What to work on: Produce a character-for-character copy of the data below.

Entries supplied:
######

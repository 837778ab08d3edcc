use rustyline::{Config, Editor, Result};

const DEFAULT_PROMPT: &str = "What is your question? ";

pub fn generate_prompt(custom_prompt: Option<&str>) -> String {
    custom_prompt.unwrap_or(DEFAULT_PROMPT).to_string()
}

pub fn rl() -> Result<Editor<()>> {
    let config = Config::builder()
        .history_ignore_space(true)
        .history_ignore_dups(true)
        .auto_add_history(false)
        .build();
    Editor::with_config(config)
}
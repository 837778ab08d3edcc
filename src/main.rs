mod business_profile;
mod cli;
mod gemini_client;

use std::io;
use std::path::PathBuf;
use std::process::ExitCode;

use clap::{Args, Parser, Subcommand};
use dotenv::dotenv;
use eyre::{Result, eyre};
use tracing::{Level, error, info};
use tracing_subscriber::FmtSubscriber;

use crate::business_profile::BusinessProfile;
use crate::cli::chat::ChatContext;
use crate::gemini_client::{ClientConfig, DEFAULT_API_BASE, DEFAULT_MODEL, GeminiClient};

#[derive(Parser)]
#[command(author, version, about, long_about = None)]
struct Cli {
    #[command(subcommand)]
    command: Option<Commands>,

    #[command(flatten)]
    chat: ChatArgs,
}

#[derive(Subcommand)]
enum Commands {
    /// Start a chat session
    Chat(ChatArgs),
}

#[derive(Args, Clone)]
struct ChatArgs {
    /// Ask a single question and exit
    #[arg(short, long)]
    input: Option<String>,

    /// Business profile (JSON) to build the assistant's instructions from
    #[arg(short, long)]
    profile: Option<PathBuf>,

    /// Gemini model name
    #[arg(short, long, default_value = DEFAULT_MODEL)]
    model: String,

    /// Base URL of the Gemini API
    #[arg(long, default_value = DEFAULT_API_BASE)]
    api_base: String,

    /// Enable verbose logging
    #[arg(short, long)]
    verbose: bool,
}

#[tokio::main]
async fn main() -> Result<ExitCode> {
    // Load environment variables from .env file
    dotenv().ok();

    let cli = Cli::parse();
    let args = match cli.command {
        Some(Commands::Chat(args)) => args,
        None => cli.chat,
    };

    let interactive = args.input.is_none();

    let subscriber = FmtSubscriber::builder()
        .with_max_level(log_level(args.verbose, interactive))
        .with_writer(io::stderr)
        .finish();

    tracing::subscriber::set_global_default(subscriber)
        .map_err(|e| eyre!("Failed to set tracing subscriber: {}", e))?;

    info!("Starting 5K Car Care assistant");

    let profile = BusinessProfile::resolve(args.profile.as_deref())?;

    let client = match build_client(&args, profile) {
        Ok(client) => client,
        Err(e) => {
            error!("{}", e);
            eprintln!("Failed to initialize Gemini client: {}", e);
            return Ok(ExitCode::FAILURE);
        }
    };

    let mut chat_context = ChatContext::new(
        Box::new(io::stdout()),
        args.input,
        interactive,
        Box::new(client),
    );
    chat_context.run().await
}

/// Per-attempt diagnostics stay out of the way of the interactive prompt
/// unless asked for.
fn log_level(verbose: bool, interactive: bool) -> Level {
    match (verbose, interactive) {
        (true, _) => Level::DEBUG,
        (false, true) => Level::WARN,
        (false, false) => Level::INFO,
    }
}

fn build_client(args: &ChatArgs, profile: BusinessProfile) -> Result<GeminiClient> {
    let config = ClientConfig {
        model: args.model.clone(),
        api_base: args.api_base.clone(),
        ..ClientConfig::from_env()?
    };
    GeminiClient::new(config, profile)
}
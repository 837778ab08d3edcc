use super::context::SessionContext;
use super::conversation_state::{ConversationState, Turn};

/// Everything that belongs to one user's chat: the turns and the context
/// gathered from them. A new session starts empty.
#[derive(Debug, Default)]
pub struct Session {
    conversation: ConversationState,
    context: SessionContext,
}

impl Session {
    pub fn new() -> Self {
        Self {
            conversation: ConversationState::new(),
            context: SessionContext::new(),
        }
    }

    pub fn record_user(&mut self, text: &str) {
        self.conversation.append(Turn::user(text));
        self.context.observe_user_text(text);
    }

    pub fn record_assistant(&mut self, text: &str) {
        self.conversation.append(Turn::assistant(text));
    }

    pub fn conversation(&self) -> &ConversationState {
        &self.conversation
    }

    pub fn context(&self) -> &SessionContext {
        &self.context
    }
}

######

Result for this task:
repository 837778ab08d3edcc
use rustyline::{Config, Editor, Result};

const DEFAULT_PROMPT: &str = "What is your question? ";

pub fn generate_prompt(custom_prompt: Option<&str>) -> String {
    custom_prompt.unwrap_or(DEFAULT_PROMPT).to_string()
}

pub fn rl() -> Result<Editor<()>> {
    let config = Config::builder()
        .history_ignore_space(true)
        .history_ignore_dups(true)
        .auto_add_history(false)
        .build();
    Editor::with_config(config)
}
repository 837778ab08d3edcc
filename src/main.rs
mod business_profile;
mod cli;
mod gemini_client;

use std::io;
use std::path::PathBuf;
use std::process::ExitCode;

use clap::{Args, Parser, Subcommand};
use dotenv::dotenv;
use eyre::{Result, eyre};
use tracing::{Level, error, info};
use tracing_subscriber::FmtSubscriber;

use crate::business_profile::BusinessProfile;
use crate::cli::chat::ChatContext;
use crate::gemini_client::{ClientConfig, DEFAULT_API_BASE, DEFAULT_MODEL, GeminiClient};

#[derive(Parser)]
#[command(author, version, about, long_about = None)]
struct Cli {
    #[command(subcommand)]
    command: Option<Commands>,

    #[command(flatten)]
    chat: ChatArgs,
}

#[derive(Subcommand)]
enum Commands {
    /// Start a chat session
    Chat(ChatArgs),
}

#[derive(Args, Clone)]
struct ChatArgs {
    /// Ask a single question and exit
    #[arg(short, long)]
    input: Option<String>,

    /// Business profile (JSON) to build the assistant's instructions from
    #[arg(short, long)]
    profile: Option<PathBuf>,

    /// Gemini model name
    #[arg(short, long, default_value = DEFAULT_MODEL)]
    model: String,

    /// Base URL of the Gemini API
    #[arg(long, default_value = DEFAULT_API_BASE)]
    api_base: String,

    /// Enable verbose logging
    #[arg(short, long)]
    verbose: bool,
}

#[tokio::main]
async fn main() -> Result<ExitCode> {
    // Load environment variables from .env file
    dotenv().ok();

    let cli = Cli::parse();
    let args = match cli.command {
        Some(Commands::Chat(args)) => args,
        None => cli.chat,
    };

    let interactive = args.input.is_none();

    let subscriber = FmtSubscriber::builder()
        .with_max_level(log_level(args.verbose, interactive))
        .with_writer(io::stderr)
        .finish();

    tracing::subscriber::set_global_default(subscriber)
        .map_err(|e| eyre!("Failed to set tracing subscriber: {}", e))?;

    info!("Starting 5K Car Care assistant");

    let profile = BusinessProfile::resolve(args.profile.as_deref())?;

    let client = match build_client(&args, profile) {
        Ok(client) => client,
        Err(e) => {
            error!("{}", e);
            eprintln!("Failed to initialize Gemini client: {}", e);
            return Ok(ExitCode::FAILURE);
        }
    };

    let mut chat_context = ChatContext::new(
        Box::new(io::stdout()),
        args.input,
        interactive,
        Box::new(client),
    );
    chat_context.run().await
}

/// Per-attempt diagnostics stay out of the way of the interactive prompt
/// unless asked for.
fn log_level(verbose: bool, interactive: bool) -> Level {
    match (verbose, interactive) {
        (true, _) => Level::DEBUG,
        (false, true) => Level::WARN,
        (false, false) => Level::INFO,
    }
}

fn build_client(args: &ChatArgs, profile: BusinessProfile) -> Result<GeminiClient> {
    let config = ClientConfig {
        model: args.model.clone(),
        api_base: args.api_base.clone(),
        ..ClientConfig::from_env()?
    };
    GeminiClient::new(config, profile)
}
repository 837778ab08d3edcc
use super::context::SessionContext;
use super::conversation_state::{ConversationState, Turn};

/// Everything that belongs to one user's chat: the turns and the context
/// gathered from them. A new session starts empty.
#[derive(Debug, Default)]
pub struct Session {
    conversation: ConversationState,
    context: SessionContext,
}

impl Session {
    pub fn new() -> Self {
        Self {
            conversation: ConversationState::new(),
            context: SessionContext::new(),
        }
    }

    pub fn record_user(&mut self, text: &str) {
        self.conversation.append(Turn::user(text));
        self.context.observe_user_text(text);
    }

    pub fn record_assistant(&mut self, text: &str) {
        self.conversation.append(Turn::assistant(text));
    }

    pub fn conversation(&self) -> &ConversationState {
        &self.conversation
    }

    pub fn context(&self) -> &SessionContext {
        &self.context
    }
}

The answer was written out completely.